Un paseo por Las Palmas de Gran Canaria

Más de 500 años de arte e historia

09/08/2017

El Castillo de la Luz ha defendido a la isla de la invasión extranjera a lo largo del tiempo, convirtiéndose en un símbolo de la ciudad que merece la pena redescubrir tanto por dentro como por fuera.

Pocas ciudades pueden presumir de un pasado tan rico en historias como Las Palmas de Gran Canaria. Piratas, ingleses, portugueses, franceses, holandeses... Todos intentaron penetrar en el emblemático Castillo de la Luz, la fortaleza más antigua de Canarias, que se erige en el siglo XV con la intención de defender la isla de la invasión extranjera.

La fusión entre Arte e Historia ha sido hasta hoy una de las constantes en el castillo –sede de la Fundación Martín Chirino– que permanece impasible, como una fotografía antigua, en medio del bullicio urbano.

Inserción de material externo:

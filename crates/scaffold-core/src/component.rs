//! Component tree
//!
//! Components live in an arena owned by [`ComponentTree`]. Each node keeps
//! its parent's id and the ids of the children it owns, so lookups such as
//! "the enclosing project" walk upward through ids instead of holding
//! back-pointers.

use std::any::Any;
use std::fmt;

use crate::error::{Error, Result};
use crate::synth::SynthContext;

/// Identifier of a node in a [`ComponentTree`]
#[derive(Debug, Clone, Copy, PartialEq, Eq, Hash, PartialOrd, Ord)]
pub struct NodeId(usize);

impl NodeId {
    pub fn index(self) -> usize {
        self.0
    }
}

impl fmt::Display for NodeId {
    fn fmt(&self, f: &mut fmt::Formatter<'_>) -> fmt::Result {
        write!(f, "#{}", self.0)
    }
}

/// Upcast helper so typed lookups can downcast boxed components.
pub trait AsAny: Any {
    fn as_any(&self) -> &dyn Any;
}

impl<T: Any> AsAny for T {
    fn as_any(&self) -> &dyn Any {
        self
    }
}

/// A node's behaviour during the lifecycle phases.
///
/// Both hooks default to doing nothing, so purely structural components
/// only need an empty `impl`.
pub trait Component: AsAny {
    /// Write this component's artifacts. Called once per synthesis, in
    /// pre-order, after all declaration is complete.
    fn synthesize(&self, _ctx: &SynthContext<'_>) -> Result<()> {
        Ok(())
    }

    /// Run after every component synthesized successfully.
    fn post_synthesize(&self, _ctx: &SynthContext<'_>) -> Result<()> {
        Ok(())
    }
}

struct Node {
    name: String,
    parent: Option<NodeId>,
    children: Vec<NodeId>,
    component: Box<dyn Component>,
}

/// Arena-backed tree of components
pub struct ComponentTree {
    nodes: Vec<Node>,
}

impl ComponentTree {
    /// Create a tree with a single root component.
    pub fn new<C: Component>(name: impl Into<String>, root: C) -> Self {
        Self {
            nodes: vec![Node {
                name: name.into(),
                parent: None,
                children: Vec::new(),
                component: Box::new(root),
            }],
        }
    }

    pub fn root(&self) -> NodeId {
        NodeId(0)
    }

    /// Attach a component as the last child of `scope`.
    ///
    /// Sibling names must be unique.
    ///
    /// # Panics
    ///
    /// Panics if `scope` does not belong to this tree.
    pub fn add<C: Component>(
        &mut self,
        scope: NodeId,
        name: impl Into<String>,
        component: C,
    ) -> Result<NodeId> {
        let name = name.into();
        if self.child(scope, &name).is_some() {
            return Err(Error::DuplicateComponent {
                scope: self.path(scope),
                name,
            });
        }

        let id = NodeId(self.nodes.len());
        tracing::debug!(scope = %self.path(scope), %name, "adding component");
        self.nodes.push(Node {
            name,
            parent: Some(scope),
            children: Vec::new(),
            component: Box::new(component),
        });
        self.node_mut(scope).children.push(id);
        Ok(id)
    }

    pub fn name(&self, id: NodeId) -> &str {
        &self.node(id).name
    }

    pub fn parent(&self, id: NodeId) -> Option<NodeId> {
        self.node(id).parent
    }

    pub fn children(&self, id: NodeId) -> &[NodeId] {
        &self.node(id).children
    }

    /// The child of `scope` called `name`, if any.
    pub fn child(&self, scope: NodeId, name: &str) -> Option<NodeId> {
        self.children(scope)
            .iter()
            .copied()
            .find(|&child| self.node(child).name == name)
    }

    /// Names from the root down to `id`, joined with `/`.
    pub fn path(&self, id: NodeId) -> String {
        let mut names: Vec<&str> = self.ancestors(id).map(|a| self.name(a)).collect();
        names.reverse();
        names.join("/")
    }

    /// The component at `id`, if it is a `C`.
    pub fn get<C: Component>(&self, id: NodeId) -> Option<&C> {
        self.nodes
            .get(id.0)
            .and_then(|node| (*node.component).as_any().downcast_ref::<C>())
    }

    pub fn component(&self, id: NodeId) -> &dyn Component {
        self.node(id).component.as_ref()
    }

    /// `id` followed by each of its ancestors up to the root.
    pub fn ancestors(&self, id: NodeId) -> Ancestors<'_> {
        Ancestors {
            tree: self,
            next: Some(id),
        }
    }

    /// Nearest node at or above `id` whose component is a `C`.
    pub fn find_ancestor<C: Component>(&self, id: NodeId) -> Option<(NodeId, &C)> {
        self.ancestors(id)
            .find_map(|a| self.get::<C>(a).map(|component| (a, component)))
    }

    /// `id` and everything below it, parents before children.
    pub fn descendants(&self, id: NodeId) -> Vec<NodeId> {
        let mut order = Vec::new();
        let mut stack = vec![id];
        while let Some(next) = stack.pop() {
            order.push(next);
            stack.extend(self.children(next).iter().rev().copied());
        }
        order
    }

    pub fn len(&self) -> usize {
        self.nodes.len()
    }

    pub fn is_empty(&self) -> bool {
        self.nodes.is_empty()
    }

    fn node(&self, id: NodeId) -> &Node {
        &self.nodes[id.0]
    }

    fn node_mut(&mut self, id: NodeId) -> &mut Node {
        &mut self.nodes[id.0]
    }
}

impl fmt::Debug for ComponentTree {
    fn fmt(&self, f: &mut fmt::Formatter<'_>) -> fmt::Result {
        f.debug_list()
            .entries(self.descendants(self.root()).into_iter().map(|id| self.path(id)))
            .finish()
    }
}

/// Iterator returned by [`ComponentTree::ancestors`]
pub struct Ancestors<'a> {
    tree: &'a ComponentTree,
    next: Option<NodeId>,
}

impl Iterator for Ancestors<'_> {
    type Item = NodeId;

    fn next(&mut self) -> Option<NodeId> {
        let current = self.next?;
        self.next = self.tree.parent(current);
        Some(current)
    }
}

Los versos de Lope de Vega en La Dragontea ilustraron la valentía de los isleños cuando Francis Drake y John Hawkins, al mando de un flota de 2.500 hombres, se presentaron en la bahía de Las Palmas con claras intenciones de tomar la ciudad.

Pocos años más tarde de esta hazaña, sería Bartolomé Cairasco de Figueroa, fundador de la poesía canaria, quien logre negociar la retirada de Pieter Van der Does después de que éste alzara su bandera en la fortaleza.

Más de 500 años de arte e historia

Actualmente, el castillo es considerado Bien de Interés Cultural y símbolo de la ciudad y, si uno se acerca lo suficiente a los muros de piedra, será capaz de percibir los ecos del antiguo mar sobre el que se edificó (o, al menos, verá sus caracolillos). Además, cuenta con una exposición permanente del escultor Martín Chirino, cuyas obras son un soplo de aire fresco que enfrenta la pesadez del material (metal) y el dinamismo del diseño.

Junto a sus creaciones se encuentran las de otros dos célebres artistas canarios que reflexionan sobre el mundo aborigen: Manolo Millares, más centrado en la abstracción y Óscar Domínguez, con su conocido surrealismo. Cincuenta piezas, la mitad de ellas originales, representan la tradición contemporánea y exploran la trayectoria de estos tres artistas isleños y, de forma paralela, el origen cultural de las Islas.

Sin embargo, más allá del interés particular de la exposición –comisariada por Juan Manuel Bonet y que se mantendrá hasta el 1 de octubre– conviene atender a los recovecos del espacio, donde persiste esa extraña mezcla entre el modernismo artístico y la antigüedad de la fortaleza. El estrecho pasillo, situado en la sala dedicada a Millares, que conduce a un suelo acristalado con vistas a la muralla interior, es una de las perlas del lugar.

También lo es Herramienta poética e inútil, una de las obras de Chirino, suspendida en una alta sala circular, que es recomendable observar desde dos perspectivas: desde abajo y desde el balcón del tercer piso.